What you are asked to do: Go through the data below. Pull out every line that has the word "gradient".

Collected data entries:
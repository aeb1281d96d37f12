//! Home-win probability model.
//!
//! A standardized logistic regression fit by full-batch gradient descent.
//! Deterministic end to end: zero-initialized weights, a fixed iteration
//! count, a seeded holdout shuffle, and an order-stable correlation pruning
//! pass. The trained column list is part of the model state and inference
//! re-applies exactly that list.

use rand::rngs::StdRng;
use rand::seq::SliceRandom;
use rand::SeedableRng;
use tracing::{info, warn};

use crate::config::EngineConfig;
use crate::error::{CoreError, Result};
use crate::features::FeatureSchema;

const TRAIN_EPOCHS: usize = 500;
const LEARNING_RATE: f64 = 0.05;

/// Seed for the train/holdout shuffle so repeated runs on the same data
/// produce the same split and accuracy line.
const SPLIT_SEED: u64 = 42;

#[inline]
fn sigmoid(x: f64) -> f64 {
    1.0 / (1.0 + (-x).exp())
}

/// Summary of a training run, for logging and reports.
#[derive(Debug, Clone)]
pub struct TrainingReport {
    pub samples: usize,
    pub holdout_samples: usize,
    /// Fraction of held-out games classified correctly at the 0.5 cut.
    /// `None` when the sample was too small to hold anything out.
    pub holdout_accuracy: Option<f64>,
    pub kept_features: Vec<String>,
    pub dropped_features: Vec<String>,
}

#[derive(Debug, Clone)]
struct TrainedState {
    /// The full schema the training matrix was built with.
    schema: FeatureSchema,
    /// Indices into `schema` that survived correlation pruning.
    kept: Vec<usize>,
    means: Vec<f64>,
    stds: Vec<f64>,
    weights: Vec<f64>,
    bias: f64,
}

/// Binary classifier for P(home team wins).
#[derive(Debug, Clone)]
pub struct WinProbabilityModel {
    correlation_threshold: f64,
    prob_clip: (f64, f64),
    holdout_fraction: f64,
    trained: Option<TrainedState>,
}

impl WinProbabilityModel {
    pub fn new(config: &EngineConfig) -> Self {
        Self {
            correlation_threshold: config.correlation_threshold,
            prob_clip: (config.prob_clip_min, config.prob_clip_max),
            holdout_fraction: config.holdout_fraction,
            trained: None,
        }
    }

    pub fn is_trained(&self) -> bool {
        self.trained.is_some()
    }

    /// Fit the model on a feature matrix and home-win labels.
    ///
    /// Pruning runs first: for each feature pair whose |Pearson r| exceeds
    /// the threshold, the later-indexed column is dropped. The surviving
    /// columns are standardized and fit; a held-out split is scored for the
    /// accuracy log line.
    pub fn train(
        &mut self,
        rows: &[Vec<f64>],
        labels: &[bool],
        schema: &FeatureSchema,
    ) -> Result<TrainingReport> {
        if rows.is_empty() {
            return Err(CoreError::NoTrainingData);
        }
        if rows.len() != labels.len() {
            return Err(CoreError::Parse(format!(
                "{} feature rows but {} labels",
                rows.len(),
                labels.len()
            )));
        }
        for row in rows {
            schema.check_row(row)?;
        }

        // Rows carrying non-finite values cannot be fit; exclude them here
        // rather than poisoning the gradient.
        let mut clean_rows: Vec<&Vec<f64>> = Vec::with_capacity(rows.len());
        let mut clean_labels: Vec<f64> = Vec::with_capacity(rows.len());
        for (row, &label) in rows.iter().zip(labels) {
            if row.iter().all(|v| v.is_finite()) {
                clean_rows.push(row);
                clean_labels.push(if label { 1.0 } else { 0.0 });
            }
        }
        if clean_rows.len() < rows.len() {
            warn!(
                dropped = rows.len() - clean_rows.len(),
                "excluded training rows with non-finite features"
            );
        }
        if clean_rows.is_empty() {
            return Err(CoreError::NoTrainingData);
        }

        let kept = prune_correlated(&clean_rows, schema.len(), self.correlation_threshold);
        let dropped_features: Vec<String> = (0..schema.len())
            .filter(|i| !kept.contains(i))
            .map(|i| schema.columns()[i].clone())
            .collect();
        if !dropped_features.is_empty() {
            info!(?dropped_features, "pruned highly correlated features");
        }

        // Standardize the surviving columns.
        let n = clean_rows.len();
        let dim = kept.len();
        let mut means = vec![0.0; dim];
        let mut stds = vec![0.0; dim];
        for (k, &col) in kept.iter().enumerate() {
            let mean = clean_rows.iter().map(|r| r[col]).sum::<f64>() / n as f64;
            let var = clean_rows
                .iter()
                .map(|r| (r[col] - mean).powi(2))
                .sum::<f64>()
                / n as f64;
            means[k] = mean;
            stds[k] = if var.sqrt() > 0.0 { var.sqrt() } else { 1.0 };
        }
        let standardized: Vec<Vec<f64>> = clean_rows
            .iter()
            .map(|r| {
                kept.iter()
                    .enumerate()
                    .map(|(k, &col)| (r[col] - means[k]) / stds[k])
                    .collect()
            })
            .collect();

        // Shuffled holdout split, seeded for repeatability.
        let mut order: Vec<usize> = (0..n).collect();
        order.shuffle(&mut StdRng::seed_from_u64(SPLIT_SEED));
        let holdout_n = ((n as f64) * self.holdout_fraction).round() as usize;
        let holdout_n = if holdout_n >= n { 0 } else { holdout_n };
        let (holdout_idx, train_idx) = order.split_at(holdout_n);

        // Full-batch gradient descent on the training portion.
        let mut weights = vec![0.0; dim];
        let mut bias = 0.0;
        let m = train_idx.len() as f64;
        for _ in 0..TRAIN_EPOCHS {
            let mut grad_w = vec![0.0; dim];
            let mut grad_b = 0.0;
            for &i in train_idx {
                let x = &standardized[i];
                let z = bias + weights.iter().zip(x).map(|(w, v)| w * v).sum::<f64>();
                let err = sigmoid(z) - clean_labels[i];
                for (g, v) in grad_w.iter_mut().zip(x) {
                    *g += err * v;
                }
                grad_b += err;
            }
            for (w, g) in weights.iter_mut().zip(&grad_w) {
                *w -= LEARNING_RATE * g / m;
            }
            bias -= LEARNING_RATE * grad_b / m;
        }

        let holdout_accuracy = if holdout_idx.is_empty() {
            None
        } else {
            let correct = holdout_idx
                .iter()
                .filter(|&&i| {
                    let x = &standardized[i];
                    let z = bias + weights.iter().zip(x).map(|(w, v)| w * v).sum::<f64>();
                    (sigmoid(z) > 0.5) == (clean_labels[i] > 0.5)
                })
                .count();
            Some(correct as f64 / holdout_idx.len() as f64)
        };
        if let Some(accuracy) = holdout_accuracy {
            info!(samples = n, holdout = holdout_idx.len(), accuracy, "model trained");
        } else {
            info!(samples = n, "model trained without holdout");
        }

        let kept_features: Vec<String> =
            kept.iter().map(|&i| schema.columns()[i].clone()).collect();
        self.trained = Some(TrainedState {
            schema: schema.clone(),
            kept,
            means,
            stds,
            weights,
            bias,
        });

        Ok(TrainingReport {
            samples: n,
            holdout_samples: holdout_idx.len(),
            holdout_accuracy,
            kept_features,
            dropped_features,
        })
    }

    /// Home-win probability for each feature row, clipped to the configured
    /// band.
    ///
    /// The rows must be built against the same full schema the model was
    /// trained with; anything else is an error, never a silent default.
    pub fn predict_probability(
        &self,
        rows: &[Vec<f64>],
        schema: &FeatureSchema,
    ) -> Result<Vec<f64>> {
        let state = self.trained.as_ref().ok_or(CoreError::ModelNotTrained)?;
        if schema != &state.schema {
            return Err(CoreError::SchemaMismatch {
                expected: state.schema.columns().to_vec(),
                got: schema.columns().to_vec(),
            });
        }

        let (clip_min, clip_max) = self.prob_clip;
        let mut probs = Vec::with_capacity(rows.len());
        for row in rows {
            schema.check_row(row)?;
            let z = state.bias
                + state
                    .kept
                    .iter()
                    .enumerate()
                    .map(|(k, &col)| {
                        state.weights[k] * (row[col] - state.means[k]) / state.stds[k]
                    })
                    .sum::<f64>();
            probs.push(sigmoid(z).clamp(clip_min, clip_max));
        }
        Ok(probs)
    }
}

/// Indices of columns surviving correlation pruning.
///
/// Pairs are scanned in index order; when |r| exceeds the threshold and
/// neither member has been dropped yet, the later-indexed column goes.
fn prune_correlated(rows: &[&Vec<f64>], dim: usize, threshold: f64) -> Vec<usize> {
    let mut dropped = vec![false; dim];
    for i in 0..dim {
        if dropped[i] {
            continue;
        }
        for j in (i + 1)..dim {
            if dropped[j] {
                continue;
            }
            if pearson(rows, i, j).abs() > threshold {
                dropped[j] = true;
            }
        }
    }
    (0..dim).filter(|&i| !dropped[i]).collect()
}

/// Pearson correlation between two columns; 0.0 when either column has no
/// variance.
fn pearson(rows: &[&Vec<f64>], a: usize, b: usize) -> f64 {
    let n = rows.len() as f64;
    let mean_a = rows.iter().map(|r| r[a]).sum::<f64>() / n;
    let mean_b = rows.iter().map(|r| r[b]).sum::<f64>() / n;
    let mut cov = 0.0;
    let mut var_a = 0.0;
    let mut var_b = 0.0;
    for row in rows {
        let da = row[a] - mean_a;
        let db = row[b] - mean_b;
        cov += da * db;
        var_a += da * da;
        var_b += db * db;
    }
    if var_a <= 0.0 || var_b <= 0.0 {
        return 0.0;
    }
    cov / (var_a.sqrt() * var_b.sqrt())
}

Reply:
//! A standardized logistic regression fit by full-batch gradient descent.
        // rather than poisoning the gradient.
        // Full-batch gradient descent on the training portion.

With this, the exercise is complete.